Rechtslage Herbstlaub
Tanja | 16 September 2008 | 13:14Wenn das Laub aus Nachbars Garten herüberweht, Dachrinnen verstopft und überall im eigenen Garten liegt, ist der Streit oft programmiert. In einer Wohngegend mit vielen Gärten ist Laubfall aber in der Regel entschädigungslos hinzunehmen. Dies gilt auch, wenn durch das Laub ein erhöhter Reinigungsaufwand entsteht. Die Beseitigung des Herbstlaubs muss meist als Kehrseite einer erhöhten Wohnqualität hingenommen werden. Denn der Betroffene – so einige Gerichte – profitiert auch von dem vorhandenen Pflanzenbestand.
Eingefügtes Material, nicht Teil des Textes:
//! Human-readable output formatter.
//!
//! One line per diagnostic in the stable `[line:column] severity rule-id
//! message` shape, followed by a summary. Colors only affect the severity
//! word, never the line structure, so output stays grep-able.

use std::io::Write;

use console::style;

use super::LintFormatter;
use crate::lint::diagnostic::Diagnostic;
use crate::lint::rule::Severity;

/// Formats lint output for terminal display.
pub struct HumanFormatter {
    pub use_color: bool,
}

impl HumanFormatter {
    pub fn new(use_color: bool) -> Self {
        Self { use_color }
    }

    fn severity_word(&self, severity: Severity) -> String {
        if !self.use_color {
            return severity.to_string();
        }
        match severity {
            Severity::Hint => style("hint").dim().to_string(),
            Severity::Warning => style("warning").yellow().to_string(),
            Severity::Error => style("error").red().to_string(),
        }
    }
}

impl LintFormatter for HumanFormatter {
    fn format<W: Write>(
        &self,
        diagnostics: &[Diagnostic],
        writer: &mut W,
    ) -> std::io::Result<()> {
        for diagnostic in diagnostics {
            match &diagnostic.location {
                Some(location) => writeln!(
                    writer,
                    "[{}:{}] {} {} {}",
                    location.span.line,
                    location.span.column,
                    self.severity_word(diagnostic.severity),
                    diagnostic.rule_id,
                    diagnostic.message
                )?,
                None => writeln!(
                    writer,
                    "{} {} {}",
                    self.severity_word(diagnostic.severity),
                    diagnostic.rule_id,
                    diagnostic.message
                )?,
            }
        }

        let errors = diagnostics
            .iter()
            .filter(|d| d.severity == Severity::Error)
            .count();
        let warnings = diagnostics
            .iter()
            .filter(|d| d.severity == Severity::Warning)
            .count();
        if errors > 0 || warnings > 0 {
            writeln!(writer)?;
            writeln!(writer, "Found {} error(s) and {} warning(s)", errors, warnings)?;
        }

        Ok(())
    }
}

#[cfg(test)]
mod tests {
    use super::*;
    use crate::document::DocumentId;
    use crate::index::Location;
    use crate::lint::rule::RuleId;
    use crate::tree::{NodePath, Span};

    fn render(diagnostics: &[Diagnostic]) -> String {
        let formatter = HumanFormatter::new(false);
        let mut output = Vec::new();
        formatter.format(diagnostics, &mut output).unwrap();
        String::from_utf8(output).unwrap()
    }

    #[test]
    fn renders_the_stable_line_shape() {
        let diagnostics = vec![Diagnostic::new(
            RuleId::from("style-operation-tags"),
            Severity::Warning,
            "the `POST` /users is missing tags",
        )
        .with_location(Location::new(
            DocumentId(0),
            NodePath::parse_pointer("/paths/~1users/post").unwrap(),
            Span::new(4, 10),
        ))];
        let output = render(&diagnostics);
        assert!(output.starts_with(
            "[4:10] warning style-operation-tags the `POST` /users is missing tags\n"
        ));
        assert!(output.contains("Found 0 error(s) and 1 warning(s)"));
    }

    #[test]
    fn hints_alone_skip_the_summary() {
        let diagnostics = vec![Diagnostic::new(
            RuleId::from("style-operation-description"),
            Severity::Hint,
            "no description",
        )];
        let output = render(&diagnostics);
        assert!(!output.contains("Found"));
    }
}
Bei Laub, Nadeln, Pollen oder Blüten handelt es sich rechtlich um Immissionen im Sinne von §906 Bürgerliches Gesetzbuch (BGB). Ortsübliche Immissionen sind in der Regel zu dulden. Nur ausnahmsweise kann nach § 1004 BGB Unterlassung/ Beseitigung gefordert werden. Dann muss regelmäßig die Benutzung Ihres Grundstücks durch das Laub wesentlich beeinträchtigt werden und dies muss von einer nicht ortsüblichen Benutzung des Nachbargrundstücks herrühren. Eine sogenannte Laubrente als pauschale Geldentschädigung für den Reinigungsaufwand kann nur selten verlangt werden. Wird das Nachbargrundstück ortsunüblich als Baumschule genutzt oder hat der Nachbar einen alten Baum, der entgegen den Abstandsregeln zu grenznah gepflanzt ist, kann ein Zahlungsanspruch bestehen. Voraussetzung für die Laubrente ist grundsätzlich, dass tatsächlich ein sehr erhöhter Reinigungsaufwand erforderlich ist. Die Höhe der Laubrente bestimmt sich nach dem Betrag, der sich für den erhöhten Reinigungsaufwand ergibt.